┌─ DATA EXTRACTS

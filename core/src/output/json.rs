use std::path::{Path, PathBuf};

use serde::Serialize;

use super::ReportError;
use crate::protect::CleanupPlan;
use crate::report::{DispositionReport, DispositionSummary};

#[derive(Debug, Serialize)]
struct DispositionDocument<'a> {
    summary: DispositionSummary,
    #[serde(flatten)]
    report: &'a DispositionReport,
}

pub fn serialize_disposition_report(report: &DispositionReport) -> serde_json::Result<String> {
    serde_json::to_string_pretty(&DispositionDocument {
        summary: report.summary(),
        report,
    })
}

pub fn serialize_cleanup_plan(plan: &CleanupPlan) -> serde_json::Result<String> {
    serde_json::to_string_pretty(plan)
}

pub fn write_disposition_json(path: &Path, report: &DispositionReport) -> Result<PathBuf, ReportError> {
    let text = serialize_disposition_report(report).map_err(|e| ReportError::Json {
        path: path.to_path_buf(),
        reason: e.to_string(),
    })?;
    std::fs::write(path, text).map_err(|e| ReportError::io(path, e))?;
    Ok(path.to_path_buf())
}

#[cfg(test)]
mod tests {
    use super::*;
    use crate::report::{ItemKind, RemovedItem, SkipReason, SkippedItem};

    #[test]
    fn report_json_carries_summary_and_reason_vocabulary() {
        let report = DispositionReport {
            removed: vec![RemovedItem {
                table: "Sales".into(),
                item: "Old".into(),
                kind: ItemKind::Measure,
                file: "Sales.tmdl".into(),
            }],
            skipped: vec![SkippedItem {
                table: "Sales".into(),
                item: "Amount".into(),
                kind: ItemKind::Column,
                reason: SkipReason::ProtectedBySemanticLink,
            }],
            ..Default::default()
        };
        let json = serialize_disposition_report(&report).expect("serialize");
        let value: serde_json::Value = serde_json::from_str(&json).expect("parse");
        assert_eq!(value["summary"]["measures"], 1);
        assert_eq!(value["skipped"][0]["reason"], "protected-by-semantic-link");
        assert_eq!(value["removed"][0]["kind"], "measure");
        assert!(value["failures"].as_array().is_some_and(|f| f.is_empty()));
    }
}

└─
┌─ DATA EXTRACTS

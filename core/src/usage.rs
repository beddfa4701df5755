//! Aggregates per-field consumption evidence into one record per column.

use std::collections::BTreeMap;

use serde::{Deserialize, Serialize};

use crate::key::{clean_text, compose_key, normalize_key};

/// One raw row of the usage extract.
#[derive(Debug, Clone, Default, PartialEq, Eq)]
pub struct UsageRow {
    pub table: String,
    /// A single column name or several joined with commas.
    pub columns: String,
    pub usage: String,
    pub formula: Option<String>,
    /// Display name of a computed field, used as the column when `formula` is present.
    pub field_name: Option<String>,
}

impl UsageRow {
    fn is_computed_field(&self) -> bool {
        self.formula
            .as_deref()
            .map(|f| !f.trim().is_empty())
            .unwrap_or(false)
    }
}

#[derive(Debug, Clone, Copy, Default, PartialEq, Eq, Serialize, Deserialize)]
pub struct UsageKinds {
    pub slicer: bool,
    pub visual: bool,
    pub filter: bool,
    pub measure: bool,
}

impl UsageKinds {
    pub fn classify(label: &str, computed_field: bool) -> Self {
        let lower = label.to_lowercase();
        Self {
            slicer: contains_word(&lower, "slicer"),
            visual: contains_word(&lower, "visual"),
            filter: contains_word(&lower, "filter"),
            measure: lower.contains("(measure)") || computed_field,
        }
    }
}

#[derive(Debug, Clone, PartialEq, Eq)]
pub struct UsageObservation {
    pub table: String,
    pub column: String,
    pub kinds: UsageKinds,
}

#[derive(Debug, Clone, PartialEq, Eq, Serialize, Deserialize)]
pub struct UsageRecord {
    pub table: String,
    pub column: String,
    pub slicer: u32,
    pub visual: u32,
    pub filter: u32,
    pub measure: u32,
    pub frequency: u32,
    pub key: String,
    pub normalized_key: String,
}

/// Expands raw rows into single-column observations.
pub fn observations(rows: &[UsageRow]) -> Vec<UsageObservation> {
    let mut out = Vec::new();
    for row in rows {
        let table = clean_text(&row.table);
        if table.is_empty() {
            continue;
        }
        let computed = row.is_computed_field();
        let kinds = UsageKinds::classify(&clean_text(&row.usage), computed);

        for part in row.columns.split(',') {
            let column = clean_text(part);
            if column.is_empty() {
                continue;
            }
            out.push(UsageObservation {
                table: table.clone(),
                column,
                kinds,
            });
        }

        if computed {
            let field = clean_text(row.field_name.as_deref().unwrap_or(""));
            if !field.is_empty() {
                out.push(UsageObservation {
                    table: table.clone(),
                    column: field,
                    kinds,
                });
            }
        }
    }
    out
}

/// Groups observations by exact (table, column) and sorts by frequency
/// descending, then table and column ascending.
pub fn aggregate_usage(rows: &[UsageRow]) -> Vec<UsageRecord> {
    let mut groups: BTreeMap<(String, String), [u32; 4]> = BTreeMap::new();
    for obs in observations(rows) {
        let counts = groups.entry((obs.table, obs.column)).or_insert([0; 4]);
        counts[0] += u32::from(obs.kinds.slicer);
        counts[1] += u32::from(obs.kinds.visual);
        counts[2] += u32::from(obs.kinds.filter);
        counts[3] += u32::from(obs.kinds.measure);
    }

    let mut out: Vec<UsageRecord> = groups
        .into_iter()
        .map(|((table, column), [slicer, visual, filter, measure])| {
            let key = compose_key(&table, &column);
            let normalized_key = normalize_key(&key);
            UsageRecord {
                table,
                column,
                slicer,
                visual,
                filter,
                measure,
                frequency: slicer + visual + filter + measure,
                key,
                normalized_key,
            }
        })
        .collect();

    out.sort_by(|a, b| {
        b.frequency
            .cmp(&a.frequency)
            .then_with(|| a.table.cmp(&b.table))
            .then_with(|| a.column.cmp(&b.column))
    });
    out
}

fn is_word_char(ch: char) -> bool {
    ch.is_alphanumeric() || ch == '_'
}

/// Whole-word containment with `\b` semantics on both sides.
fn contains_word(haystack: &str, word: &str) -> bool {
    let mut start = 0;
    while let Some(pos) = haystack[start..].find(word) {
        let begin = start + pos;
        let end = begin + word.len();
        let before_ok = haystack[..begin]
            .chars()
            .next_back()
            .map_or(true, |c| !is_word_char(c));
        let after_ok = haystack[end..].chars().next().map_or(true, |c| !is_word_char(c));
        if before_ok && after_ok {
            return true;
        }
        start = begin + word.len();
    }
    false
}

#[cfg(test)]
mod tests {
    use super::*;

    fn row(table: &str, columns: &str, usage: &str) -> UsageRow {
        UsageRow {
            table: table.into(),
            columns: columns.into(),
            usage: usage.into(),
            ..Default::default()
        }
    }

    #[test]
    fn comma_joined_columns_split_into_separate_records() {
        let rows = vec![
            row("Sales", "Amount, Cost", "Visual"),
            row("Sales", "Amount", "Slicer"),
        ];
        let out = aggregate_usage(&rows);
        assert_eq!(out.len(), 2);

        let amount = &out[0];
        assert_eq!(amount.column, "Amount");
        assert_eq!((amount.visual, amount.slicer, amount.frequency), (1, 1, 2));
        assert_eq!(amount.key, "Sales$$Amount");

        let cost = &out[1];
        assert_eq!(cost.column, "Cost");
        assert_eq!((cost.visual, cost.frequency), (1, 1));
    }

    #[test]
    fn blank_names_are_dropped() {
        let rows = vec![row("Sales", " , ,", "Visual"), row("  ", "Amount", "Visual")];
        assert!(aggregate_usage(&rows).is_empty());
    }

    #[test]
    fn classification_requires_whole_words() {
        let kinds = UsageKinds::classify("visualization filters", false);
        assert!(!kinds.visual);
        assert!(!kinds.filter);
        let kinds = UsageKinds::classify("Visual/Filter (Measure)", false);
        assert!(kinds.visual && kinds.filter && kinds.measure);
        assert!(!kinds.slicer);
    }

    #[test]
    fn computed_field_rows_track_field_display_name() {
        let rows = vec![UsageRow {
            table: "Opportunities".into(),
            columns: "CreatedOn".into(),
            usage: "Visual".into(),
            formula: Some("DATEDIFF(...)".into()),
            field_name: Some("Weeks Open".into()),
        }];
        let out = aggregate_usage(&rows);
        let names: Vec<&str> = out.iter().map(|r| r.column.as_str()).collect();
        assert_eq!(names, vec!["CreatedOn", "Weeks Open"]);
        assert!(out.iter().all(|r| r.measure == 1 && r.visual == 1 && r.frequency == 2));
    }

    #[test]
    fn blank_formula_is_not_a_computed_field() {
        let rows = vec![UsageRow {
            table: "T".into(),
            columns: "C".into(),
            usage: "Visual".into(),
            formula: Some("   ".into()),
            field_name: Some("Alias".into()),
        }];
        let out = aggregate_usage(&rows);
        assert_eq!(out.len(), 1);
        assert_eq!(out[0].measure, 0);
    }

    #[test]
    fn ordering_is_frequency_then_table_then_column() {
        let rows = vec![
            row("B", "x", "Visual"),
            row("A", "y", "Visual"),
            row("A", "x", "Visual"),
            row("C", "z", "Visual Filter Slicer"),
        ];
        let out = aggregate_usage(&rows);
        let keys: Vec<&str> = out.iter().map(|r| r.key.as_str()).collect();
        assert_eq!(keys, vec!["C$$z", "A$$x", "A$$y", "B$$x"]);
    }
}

└─

### PROBLEM STATEMENT
Go line by line through the data, copying each one that contains the word "start".

### WRITTEN RESPONSE
    let mut start = 0;
    while let Some(pos) = haystack[start..].find(word) {
        let begin = start + pos;
        start = begin + word.len();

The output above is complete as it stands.